(Quinze heures quarante-neuf minutes)
M. Khadir
: Bonjour.
Nous avons présenté à l'Assemblée nationale il y a quelques instants une motion
pour demander au gouvernement de suspendre l'entente avec Uber dans le but
d'examiner la nature de cette entente, puisqu'un jugement vient de tomber à la
demande d'injonction qui avait été faite, un jugement qui rejette le caractère
urgent, puisque, très bientôt, dans moins de quatre mois, nous allons entendre
le jugement de la cour sur le fond du dossier d'Uber.
Uber, en fait, c'est un capitalisme
sauvage. Puis ce qu'on vient de comprendre, c'est que le gouvernement actuel
refuse, malgré tous les travaux qui ont été faits depuis deux ans et l'avis de
deux ministres qui ont été remerciés de leurs services... Uber devait en
principe obéir aux lois du Québec, payer ses impôts, non seulement l'impôt de
ses chauffeurs, mais ses propres impôts, et, comme cette entente-là ne respecte
pas l'esprit de ce consensus, nous, nous demandions que ça soit suspendu
justement le temps que tout le monde se prononce sur le fond de cette
entente-là, de la nature de l'entente qui a été conclue de manière secrète entre
un nouveau ministre qui n'avait même pas eu encore le temps de se saisir du
dossier...
Donc, on comprend que le premier ministre du
Québec n'a aucune gêne à trahir la parole donnée aux chauffeurs de taxi, à leurs
familles.
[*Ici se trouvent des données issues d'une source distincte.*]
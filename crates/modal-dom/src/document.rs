#![forbid(unsafe_code)]

//! The host document: element tree, focus, timers, frames, and events.
//!
//! # Invariants
//!
//! - Every element except the body has at most one parent; reparenting
//!   detaches from the old parent first.
//! - The focused element, when set, is always attached and focusable at the
//!   moment focus was granted; it is cleared if the element is removed.
//! - Frame tasks run in submission order; a focus task whose target has
//!   become unfocusable is skipped silently.
//!
//! # Failure Modes
//!
//! - Operations on an id the document does not know are no-ops (queries
//!   return `None`/`false`/empty).
//! - `append_child` refuses to create a cycle and leaves the tree
//!   unchanged.

use std::collections::VecDeque;
use std::time::Duration;

use crate::event::{Event, EventType, ListenerId, ListenerRegistry};
use crate::node::{Element, ElementKind, NodeId};
use crate::scroll_lock::ScrollLock;
use crate::timer::{TimerId, TimerQueue};

/// A deferred document mutation applied at the next paint opportunity.
#[derive(Debug, Clone, Copy, PartialEq, Eq)]
pub enum FrameTask {
    /// Move focus to the element if it can still receive focus.
    Focus(NodeId),
    /// Set an element's scroll offsets.
    ScrollTo {
        /// Scrollable element.
        node: NodeId,
        /// Horizontal offset.
        x: u32,
        /// Vertical offset.
        y: u32,
    },
}

/// A headless document: arena of elements plus the host services widgets
/// consume (focus slot, timer queue, frame queue, event queue, listener
/// registry, scroll lock, motion preference).
#[derive(Debug)]
pub struct Document {
    nodes: Vec<Element>,
    body: NodeId,
    focused: Option<NodeId>,
    timers: TimerQueue,
    frames: Vec<FrameTask>,
    events: VecDeque<Event>,
    listeners: ListenerRegistry,
    scroll_lock: ScrollLock,
    reduced_motion: bool,
}

impl Document {
    /// Create a document with an empty body.
    pub fn new() -> Self {
        let body = Element::new(ElementKind::Container);
        Self {
            nodes: vec![body],
            body: NodeId(0),
            focused: None,
            timers: TimerQueue::new(),
            frames: Vec::new(),
            events: VecDeque::new(),
            listeners: ListenerRegistry::default(),
            scroll_lock: ScrollLock::new(),
            reduced_motion: false,
        }
    }

    /// The root element every attached node descends from.
    #[inline]
    pub fn body(&self) -> NodeId {
        self.body
    }

    fn get(&self, node: NodeId) -> Option<&Element> {
        self.nodes.get(node.index())
    }

    fn get_mut(&mut self, node: NodeId) -> Option<&mut Element> {
        self.nodes.get_mut(node.index())
    }

    // --- Tree ---

    /// Create a detached element.
    pub fn create_element(&mut self, kind: ElementKind) -> NodeId {
        let id = NodeId(self.nodes.len() as u32);
        self.nodes.push(Element::new(kind));
        id
    }

    /// Element data, if the id is known.
    pub fn element(&self, node: NodeId) -> Option<&Element> {
        self.get(node)
    }

    /// Append `child` as the last child of `parent`, detaching it from any
    /// previous parent. Refuses cycles and self-parenting.
    pub fn append_child(&mut self, parent: NodeId, child: NodeId) {
        if parent == child || self.contains(child, parent) {
            return;
        }
        if self.get(parent).is_none() || self.get(child).is_none() {
            return;
        }
        self.detach(child);
        if let Some(el) = self.get_mut(child) {
            el.parent = Some(parent);
        }
        if let Some(el) = self.get_mut(parent) {
            el.children.push(child);
        }
    }

    /// Detach `node` from its parent, leaving its subtree intact. Focus is
    /// cleared if it was inside the removed subtree.
    pub fn remove(&mut self, node: NodeId) {
        self.detach(node);
        if let Some(focused) = self.focused
            && self.contains(node, focused)
        {
            self.focused = None;
        }
    }

    fn detach(&mut self, node: NodeId) {
        let Some(parent) = self.get(node).and_then(|el| el.parent) else {
            return;
        };
        if let Some(el) = self.get_mut(parent) {
            el.children.retain(|&c| c != node);
        }
        if let Some(el) = self.get_mut(node) {
            el.parent = None;
        }
    }

    /// Children of `node` in document order.
    pub fn children(&self, node: NodeId) -> &[NodeId] {
        self.get(node).map(|el| el.children.as_slice()).unwrap_or(&[])
    }

    /// Parent of `node`, if attached to one.
    pub fn parent(&self, node: NodeId) -> Option<NodeId> {
        self.get(node).and_then(|el| el.parent)
    }

    /// Whether `node` is `ancestor` or lies in its subtree.
    pub fn contains(&self, ancestor: NodeId, node: NodeId) -> bool {
        let mut current = Some(node);
        while let Some(id) = current {
            if id == ancestor {
                return true;
            }
            current = self.parent(id);
        }
        false
    }

    /// Whether `node` is reachable from the body.
    pub fn is_attached(&self, node: NodeId) -> bool {
        self.contains(self.body, node)
    }

    // --- Attributes, classes, text ---

    /// Attribute value, if present.
    pub fn attr(&self, node: NodeId, name: &str) -> Option<&str> {
        self.get(node).and_then(|el| el.attrs.get(name)).map(String::as_str)
    }

    /// Whether the attribute is present, regardless of value.
    pub fn has_attr(&self, node: NodeId, name: &str) -> bool {
        self.get(node).is_some_and(|el| el.attrs.contains_key(name))
    }

    /// Set an attribute.
    pub fn set_attr(&mut self, node: NodeId, name: &str, value: &str) {
        if let Some(el) = self.get_mut(node) {
            el.attrs.insert(name.to_owned(), value.to_owned());
        }
    }

    /// Remove an attribute.
    pub fn remove_attr(&mut self, node: NodeId, name: &str) {
        if let Some(el) = self.get_mut(node) {
            el.attrs.remove(name);
        }
    }

    /// Add a class if not already present.
    pub fn add_class(&mut self, node: NodeId, class: &str) {
        if let Some(el) = self.get_mut(node)
            && !el.classes.iter().any(|c| c == class)
        {
            el.classes.push(class.to_owned());
        }
    }

    /// Remove a class if present.
    pub fn remove_class(&mut self, node: NodeId, class: &str) {
        if let Some(el) = self.get_mut(node) {
            el.classes.retain(|c| c != class);
        }
    }

    /// Whether the class is present.
    pub fn has_class(&self, node: NodeId, class: &str) -> bool {
        self.get(node).is_some_and(|el| el.classes.iter().any(|c| c == class))
    }

    /// Set the element's own text.
    pub fn set_text(&mut self, node: NodeId, text: &str) {
        if let Some(el) = self.get_mut(node) {
            el.text = text.to_owned();
        }
    }

    /// Concatenated text of the element and its subtree, document order.
    pub fn text_content(&self, node: NodeId) -> String {
        let mut out = String::new();
        self.collect_text(node, &mut out);
        out
    }

    fn collect_text(&self, node: NodeId, out: &mut String) {
        let Some(el) = self.get(node) else { return };
        out.push_str(&el.text);
        for &child in &el.children {
            self.collect_text(child, out);
        }
    }

    /// Assign or clear an explicit tab index.
    pub fn set_tab_index(&mut self, node: NodeId, tab_index: Option<i32>) {
        if let Some(el) = self.get_mut(node) {
            el.tab_index = tab_index;
        }
    }

    /// Current scroll offsets.
    pub fn scroll(&self, node: NodeId) -> (u32, u32) {
        self.get(node).map(|el| el.scroll).unwrap_or((0, 0))
    }

    /// Set scroll offsets.
    pub fn set_scroll(&mut self, node: NodeId, x: u32, y: u32) {
        if let Some(el) = self.get_mut(node) {
            el.scroll = (x, y);
        }
    }

    // --- Focus ---

    /// Whether the element can currently receive focus: attached, and
    /// either carries an explicit tab index or is natively focusable.
    pub fn is_focusable(&self, node: NodeId) -> bool {
        if !self.is_attached(node) {
            return false;
        }
        self.get(node)
            .is_some_and(|el| el.tab_index.is_some() || el.is_natively_focusable())
    }

    /// Move focus to `node` if it is focusable. Emits a focus-in event
    /// unless the element already holds focus. Returns whether focus moved
    /// or was already there.
    pub fn focus(&mut self, node: NodeId) -> bool {
        if !self.is_focusable(node) {
            return false;
        }
        if self.focused == Some(node) {
            return true;
        }
        self.focused = Some(node);
        self.events.push_back(Event::FocusIn { target: node });
        true
    }

    /// Clear focus.
    pub fn blur(&mut self) {
        self.focused = None;
    }

    /// The currently focused element.
    #[inline]
    pub fn focused(&self) -> Option<NodeId> {
        self.focused
    }

    // --- Frames ---

    /// Queue a task for the next paint opportunity.
    pub fn request_frame(&mut self, task: FrameTask) {
        self.frames.push(task);
    }

    /// Apply all queued frame tasks in submission order. Tasks whose target
    /// is gone or unfocusable are skipped silently.
    pub fn run_frame(&mut self) {
        let tasks = std::mem::take(&mut self.frames);
        for task in tasks {
            match task {
                FrameTask::Focus(node) => {
                    self.focus(node);
                }
                FrameTask::ScrollTo { node, x, y } => {
                    self.set_scroll(node, x, y);
                }
            }
        }
    }

    /// Number of tasks waiting for the next frame.
    pub fn pending_frames(&self) -> usize {
        self.frames.len()
    }

    // --- Timers ---

    /// Arm a one-shot timer.
    pub fn set_timeout(&mut self, after: Duration) -> TimerId {
        self.timers.set(after)
    }

    /// Cancel a pending timer.
    pub fn clear_timeout(&mut self, id: TimerId) -> bool {
        self.timers.clear(id)
    }

    /// Advance document time, returning due timers for the host to route.
    pub fn advance(&mut self, delta: Duration) -> Vec<TimerId> {
        self.timers.advance(delta)
    }

    /// Current document time.
    pub fn now(&self) -> Duration {
        self.timers.now()
    }

    // --- Events ---

    /// Inject a key press.
    pub fn key_down(&mut self, key: crate::event::Key) {
        self.events.push_back(Event::Key(key));
    }

    /// Inject a click on `target`.
    pub fn click(&mut self, target: NodeId) {
        self.events.push_back(Event::Click { target });
    }

    /// Drain all queued events for dispatch.
    pub fn take_events(&mut self) -> Vec<Event> {
        self.events.drain(..).collect()
    }

    // --- Listeners ---

    /// Subscribe a document-level listener.
    pub fn add_listener(&mut self, ty: EventType) -> ListenerId {
        self.listeners.register(ty)
    }

    /// Unsubscribe. Returns whether the listener was registered.
    pub fn remove_listener(&mut self, id: ListenerId) -> bool {
        self.listeners.remove(id)
    }

    /// Whether the listener is still registered.
    pub fn has_listener(&self, id: ListenerId) -> bool {
        self.listeners.contains(id)
    }

    /// Number of listeners subscribed for an event type.
    pub fn listener_count(&self, ty: EventType) -> usize {
        self.listeners.count(ty)
    }

    // --- Collaborators ---

    /// Acquire a scroll-lock hold on `root`.
    pub fn lock_scroll(&mut self, root: NodeId) {
        self.scroll_lock.lock(root);
    }

    /// Release a scroll-lock hold on `root`.
    pub fn unlock_scroll(&mut self, root: NodeId) {
        self.scroll_lock.unlock(root);
    }

    /// The scroll-lock collaborator.
    pub fn scroll_lock(&self) -> &ScrollLock {
        &self.scroll_lock
    }

    /// System-level reduced-motion preference.
    pub fn prefers_reduced_motion(&self) -> bool {
        self.reduced_motion
    }

    /// Set the reduced-motion preference.
    pub fn set_reduced_motion(&mut self, reduced: bool) {
        self.reduced_motion = reduced;
    }
}

impl Default for Document {
    fn default() -> Self {
        Self::new()
    }
}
Le message qui est lancé non seulement aux familles des chauffeurs de
taxi, qui sont issus, en grande partie, des communautés immigrantes, mais à
l'ensemble des gens qui sont précaires, qui ont de faibles salaires, de faibles
revenus, les gens qui sont des gagne-modestes, que le gouvernement Couillard ne
s'intéresse pas à leur sort, que le gouvernement Couillard obéit à une religion
qui est la religion du marché libre, de la liberté pour les entreprises
capitalistes sauvages de faire tout ce qu'elles veulent avec nos lois, y
compris violer la règle première de vie en société, c'est de payer ses impôts
par n'importe quelle entreprise, ce qu'Uber ne fera pas. 20 % de toute
l'activité économique rattachée à l'activité d'Uber sur le territoire québécois
va être libre d'impôt. Je ne connais pas beaucoup de monde au Québec qui
jouisse de ce privilège-là, je ne connais pas de petits travailleurs à qui on
dit : 20 % de votre salaire, là, vous n'avez pas à payer d'impôt
là-dessus. Ça, c'est une première chose.
Maintenant, pour ce qui est de M. Lessard,
je l'invite à se ressaisir parce que, là, il commence déjà à creuser, je dirais,
sa propre chute. Essayer de se cacher derrière le Commissaire à l'éthique, là,
ça ne sert à rien. Le commissaire à l'éthique, au moment où il a jugé, ne
disposait sans doute pas de tous les faits qu'on connaît maintenant. J'espère
que le gouvernement ne cherchera pas à discréditer une institution comme le Commissaire
à l'éthique en s'appuyant sur le Commissaire à l'éthique pour excuser un
comportement aussi peu digne de tout ministre ou de tout... Écoutez, on a emmené
des gens pour moins que ça devant la commission Charbonneau, là. On a emmené
des gens pour moins que ça, pour moins que ce qu'a fait le chef de cabinet du
ministre Lessard, devant la commission Charbonneau, devant le vindicte
populaire. Et là le gouvernement Couillard, qui prétendait vouloir tourner la
page sur des périodes de corruption, n'est pas capable de reconnaître qu'il y a
problème là-dedans. M. Lessard n'est pas capable de reconnaître... Ça fait
longtemps, là, M. Lessard, ça fait huit ans au moins qu'il est là avec
moi, là. Il a suivi tout ça, il n'a pas encore compris c'est quoi, la notion de
conflit d'intérêts et apparence de conflit d'intérêts? Puis là on apprend, en
plus, ça... c'est un travail que nous n'avons pas encore fait, mais je suis sûr
que les journalistes, comme le public, comme la CAQ, tout le monde aura beaucoup
de facilité à démontrer que probablement il y a des dizaines de milliers de
dollars de contributions à la caisse du Parti libéral qui accompagnent,
malheureusement, le tableau, qui sont en arrière-plan de tout ça. Je pense que
le peuple québécois mérite qu'on respecte son intelligence. Et, M. Lessard,
je le sais un homme capable de s'élever parfois au-dessus de la mêlée, je
l'invite à cesser de se cacher derrière le Commissaire à l'éthique.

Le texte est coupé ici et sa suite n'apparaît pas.